Crosses, Angels, Adam, Lilith, the Lance of Longinus, and the Tree of Life are used less as formal theology and more as symbolic, visual, and mythic material.

The series also reflects Hideaki Anno’s own creative and emotional struggles.

Many staff members and critics have noted that the characters seem to contain fragments of Anno’s personality and anxieties.

The project emerged after Gainax’s planned film Aoki Uru was suspended due to financial problems.

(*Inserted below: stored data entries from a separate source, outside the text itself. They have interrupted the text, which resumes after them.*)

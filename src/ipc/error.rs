use serde_json::json;

use crate::timetable::{FieldErrors, TimetableError};

pub fn ok(id: &str, result: serde_json::Value) -> serde_json::Value {
    json!({
        "id": id,
        "ok": true,
        "result": result
    })
}

pub fn err(
    id: &str,
    code: &str,
    message: impl Into<String>,
    details: Option<serde_json::Value>,
) -> serde_json::Value {
    let mut error = json!({
        "code": code,
        "message": message.into(),
    });
    if let Some(d) = details {
        error["details"] = d;
    }
    json!({
        "id": id,
        "ok": false,
        "error": error,
    })
}

pub fn timetable_err(id: &str, e: &TimetableError) -> serde_json::Value {
    err(id, e.code(), e.to_string(), None)
}

/// Field-level rejection of a bulk replace, keyed the way the form renders it.
pub fn validation_err(id: &str, fields: &FieldErrors) -> serde_json::Value {
    err(
        id,
        "validation_failed",
        "the given data was invalid",
        Some(json!({ "fields": fields })),
    )
}
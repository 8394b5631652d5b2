use crate::db;
use crate::ipc::error::{err, ok};
use crate::ipc::handlers::setup;
use crate::ipc::handlers::timetable::by_day_json;
use crate::ipc::helpers::{db_conn, grade_level_param};
use crate::ipc::types::{AppState, Request};
use crate::timetable::entry::find_overlaps;
use crate::timetable::layout::{group_by_subject, PALETTE};
use serde_json::{json, Value};

fn handle_week(state: &mut AppState, req: &Request) -> Value {
    let conn = match db_conn(state, req) {
        Ok(c) => c,
        Err(e) => return e,
    };
    let grade_level = match grade_level_param(req) {
        Ok(v) => v,
        Err(e) => return e,
    };
    let (calendar, periods) = match (
        setup::load_calendar(Some(conn)),
        setup::load_periods(Some(conn)),
    ) {
        (Ok(c), Ok(p)) => (c, p),
        (Err(e), _) | (_, Err(e)) => return err(&req.id, "db_query_failed", e.to_string(), None),
    };
    let entries = match db::load_timetable(conn, &grade_level) {
        Ok(v) => v,
        Err(e) => return err(&req.id, "db_query_failed", e.to_string(), None),
    };

    let mut week = calendar.week(&entries);
    week.retain(|day, _| periods.days.contains(day));

    ok(
        &req.id,
        json!({
            "gradeLevel": grade_level,
            "hours": calendar.hour_labels(),
            "hourRowHeight": calendar.hour_row_height,
            "pixelsPerMinute": calendar.pixels_per_minute(),
            "columnHeight": calendar.column_height(),
            "palette": PALETTE,
            "days": by_day_json(week),
            "overlaps": find_overlaps(&entries)
        }),
    )
}

fn handle_subjects(state: &mut AppState, req: &Request) -> Value {
    let conn = match db_conn(state, req) {
        Ok(c) => c,
        Err(e) => return e,
    };
    let grade_level = match grade_level_param(req) {
        Ok(v) => v,
        Err(e) => return e,
    };
    let entries = match db::load_timetable(conn, &grade_level) {
        Ok(v) => v,
        Err(e) => return err(&req.id, "db_query_failed", e.to_string(), None),
    };

    let subjects: Vec<_> = group_by_subject(&entries, &grade_level)
        .into_iter()
        .map(|(subject, group)| {
            json!({
                "subject": subject,
                "gradeLevel": group.grade_level,
                "colorIndex": group.color_index,
                "color": PALETTE[group.color_index],
                "occurrences": group.occurrences
            })
        })
        .collect();
    ok(
        &req.id,
        json!({ "gradeLevel": grade_level, "subjects": subjects }),
    )
}

pub fn try_handle(state: &mut AppState, req: &Request) -> Option<Value> {
    match req.method.as_str() {
        "calendar.week" => Some(handle_week(state, req)),
        "calendar.subjects" => Some(handle_subjects(state, req)),
        _ => None,
    }
}
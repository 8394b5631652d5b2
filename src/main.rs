mod bundle;
mod config;
mod db;
mod ipc;
mod timetable;

use std::io::{self, BufRead, Write};
use tracing_subscriber::EnvFilter;

fn init_logging(cfg: &config::DaemonConfig) {
    // stdout carries the IPC stream; logs go to stderr.
    let filter = EnvFilter::try_new(&cfg.log_filter)
        .unwrap_or_else(|_| EnvFilter::new(config::DEFAULT_LOG_FILTER));
    tracing_subscriber::fmt()
        .with_env_filter(filter)
        .with_writer(io::stderr)
        .with_ansi(false)
        .init();
}

fn main() {
    let cfg = config::DaemonConfig::from_env();
    init_logging(&cfg);
    tracing::info!(version = env!("CARGO_PKG_VERSION"), "timetabled starting");

    let mut state = ipc::AppState::default();
    if let Some(path) = cfg.workspace.as_ref() {
        if let Err(e) = ipc::select_workspace(&mut state, path) {
            tracing::error!(workspace = %path.display(), error = %format!("{e:#}"), "failed to open startup workspace");
        }
    }

    let stdin = io::stdin();
    let mut stdout = io::stdout();

    for line in stdin.lock().lines() {
        let line = match line {
            Ok(v) => v,
            Err(e) => {
                tracing::error!(error = %e, "stdin read failed");
                break;
            }
        };
        if line.trim().is_empty() {
            continue;
        }

        let req: ipc::Request = match serde_json::from_str(&line) {
            Ok(v) => v,
            Err(e) => {
                // Can't reply without id.
                tracing::warn!(error = %e, "unparseable request line");
                let _ = writeln!(
                    stdout,
                    "{}",
                    serde_json::json!({
                        "ok": false,
                        "error": { "code": "bad_json", "message": e.to_string() }
                    })
                );
                let _ = stdout.flush();
                continue;
            }
        };

        let resp = ipc::handle_request(&mut state, req);
        let _ = writeln!(
            stdout,
            "{}",
            serde_json::to_string(&resp).unwrap_or_else(|_| "{\"ok\":false}".to_string())
        );
        let _ = stdout.flush();
    }

    tracing::info!("stdin closed, exiting");
}
//! Timetable grid model shared by the builder grid and the weekly viewer.

pub mod builder;
pub mod clock;
pub mod day;
pub mod entry;
pub mod error;
pub mod layout;
pub mod slots;
pub mod validate;

pub use builder::{BulkReplace, TimetableBuilder};
pub use clock::ClockTime;
pub use day::SchoolDay;
pub use entry::{find_overlaps, group_by_day, ScheduleEntry};
pub use error::TimetableError;
pub use layout::CalendarConfig;
pub use slots::{generate_slots, PeriodConfig, PeriodSlot};
pub use validate::{validate_bulk_replace, FieldErrors, ValidatedTimetable};
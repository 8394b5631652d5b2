//! Continuous-time positioning for the weekly calendar viewer.
//!
//! A day column is a vertical strip where one hour is `hour_row_height`
//! pixels tall and the top edge is `day_start_hour:00`. Overlapping blocks
//! are positioned independently and may stack on top of each other.

use serde::Serialize;
use std::collections::BTreeMap;

use super::clock::ClockTime;
use super::day::SchoolDay;
use super::entry::{group_by_day, ScheduleEntry};

pub const PALETTE: [&str; 8] = [
    "#3b82f6", "#10b981", "#f59e0b", "#ef4444", "#8b5cf6", "#ec4899", "#14b8a6", "#f97316",
];

#[derive(Debug, Clone, Copy, PartialEq)]
pub struct CalendarConfig {
    pub day_start_hour: u8,
    pub day_end_hour: u8,
    pub hour_row_height: f64,
}

impl Default for CalendarConfig {
    fn default() -> Self {
        Self {
            day_start_hour: 8,
            day_end_hour: 17,
            hour_row_height: 60.0,
        }
    }
}

#[derive(Debug, Clone, PartialEq, Serialize)]
#[serde(rename_all = "camelCase")]
pub struct CalendarBlock {
    pub day: SchoolDay,
    pub start_time: ClockTime,
    pub end_time: ClockTime,
    pub subject: String,
    pub top: f64,
    pub height: f64,
    pub color_index: usize,
    pub color: &'static str,
}

impl CalendarConfig {
    pub fn pixels_per_minute(&self) -> f64 {
        self.hour_row_height / 60.0
    }

    /// Negative for entries that begin before the first visible hour.
    pub fn top_offset(&self, entry: &ScheduleEntry) -> f64 {
        let origin = i32::from(self.day_start_hour) * 60;
        f64::from(i32::from(entry.start_time.minutes()) - origin) * self.pixels_per_minute()
    }

    pub fn height(&self, entry: &ScheduleEntry) -> f64 {
        f64::from(entry.duration_minutes()) * self.pixels_per_minute()
    }

    /// Row labels down the left edge, one per hour.
    pub fn hour_labels(&self) -> Vec<String> {
        (self.day_start_hour..self.day_end_hour)
            .map(|h| format!("{:02}:00", h))
            .collect()
    }

    pub fn column_height(&self) -> f64 {
        f64::from(self.day_end_hour.saturating_sub(self.day_start_hour)) * self.hour_row_height
    }

    pub fn block(&self, entry: &ScheduleEntry) -> CalendarBlock {
        let color_index = subject_color_index(&entry.subject, PALETTE.len());
        CalendarBlock {
            day: entry.day,
            start_time: entry.start_time,
            end_time: entry.end_time,
            subject: entry.subject.clone(),
            top: self.top_offset(entry),
            height: self.height(entry),
            color_index,
            color: PALETTE[color_index],
        }
    }

    /// One column per school day, blocks ordered by start time.
    pub fn week(&self, entries: &[ScheduleEntry]) -> BTreeMap<SchoolDay, Vec<CalendarBlock>> {
        group_by_day(entries)
            .into_iter()
            .map(|(day, bucket)| (day, bucket.iter().map(|e| self.block(e)).collect()))
            .collect()
    }
}

/// `hash = c + ((hash << 5) - hash)` over UTF-16 code units with 32-bit
/// wrapping, folded into the palette by absolute value.
pub fn subject_color_index(subject: &str, palette_len: usize) -> usize {
    if palette_len == 0 {
        return 0;
    }
    let hash = subject.encode_utf16().fold(0i32, |hash, c| {
        i32::from(c).wrapping_add(hash.wrapping_shl(5).wrapping_sub(hash))
    });
    hash.unsigned_abs() as usize % palette_len
}

#[derive(Debug, Clone, PartialEq, Eq, Serialize)]
#[serde(rename_all = "camelCase")]
pub struct Occurrence {
    pub day: SchoolDay,
    pub start_time: ClockTime,
    pub end_time: ClockTime,
}

#[derive(Debug, Clone, PartialEq, Eq, Serialize)]
#[serde(rename_all = "camelCase")]
pub struct SubjectGroup {
    pub grade_level: String,
    pub color_index: usize,
    pub occurrences: Vec<Occurrence>,
}

/// Groups by subject name. The same subject taught to another grade lands in
/// the same group; the viewer only ever shows one grade at a time.
pub fn group_by_subject(
    entries: &[ScheduleEntry],
    grade_level: &str,
) -> BTreeMap<String, SubjectGroup> {
    let mut out: BTreeMap<String, SubjectGroup> = BTreeMap::new();
    for e in entries {
        let group = out.entry(e.subject.clone()).or_insert_with(|| SubjectGroup {
            grade_level: e
                .grade_level
                .clone()
                .unwrap_or_else(|| grade_level.to_string()),
            color_index: subject_color_index(&e.subject, PALETTE.len()),
            occurrences: Vec::new(),
        });
        group.occurrences.push(Occurrence {
            day: e.day,
            start_time: e.start_time,
            end_time: e.end_time,
        });
    }
    for group in out.values_mut() {
        group.occurrences.sort_by_key(|o| (o.day, o.start_time));
    }
    out
}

Hideaki Anno then moved toward creating an original television anime, eventually developing Evangelion with producer Toshimichi Otsuki.

Early versions of the concept were different from the final series.

The protagonist was initially considered as a girl, and the number and role of the Angels changed during development.

The title evolved from ideas such as “Artificial Human Evangelion.”

The word “Evangelion” was chosen partly because its sound felt strong and memorable.

The production team drew on many influences.

These included Mobile Suit Gundam, Space Battleship Yamato, Devilman, Mazinger Z, Ultraman, tokusatsu staging, psychological literature, and science-fiction novels.

Anno’s earlier work on Nadia: The Secret of Blue Water also left traces.

Some early ideas even suggested a connection between Nadia and Evangelion, although this was not used in the finished setting.

The production schedule became extremely difficult.

By the time the series was airing, later episodes were still being completed under intense pressure.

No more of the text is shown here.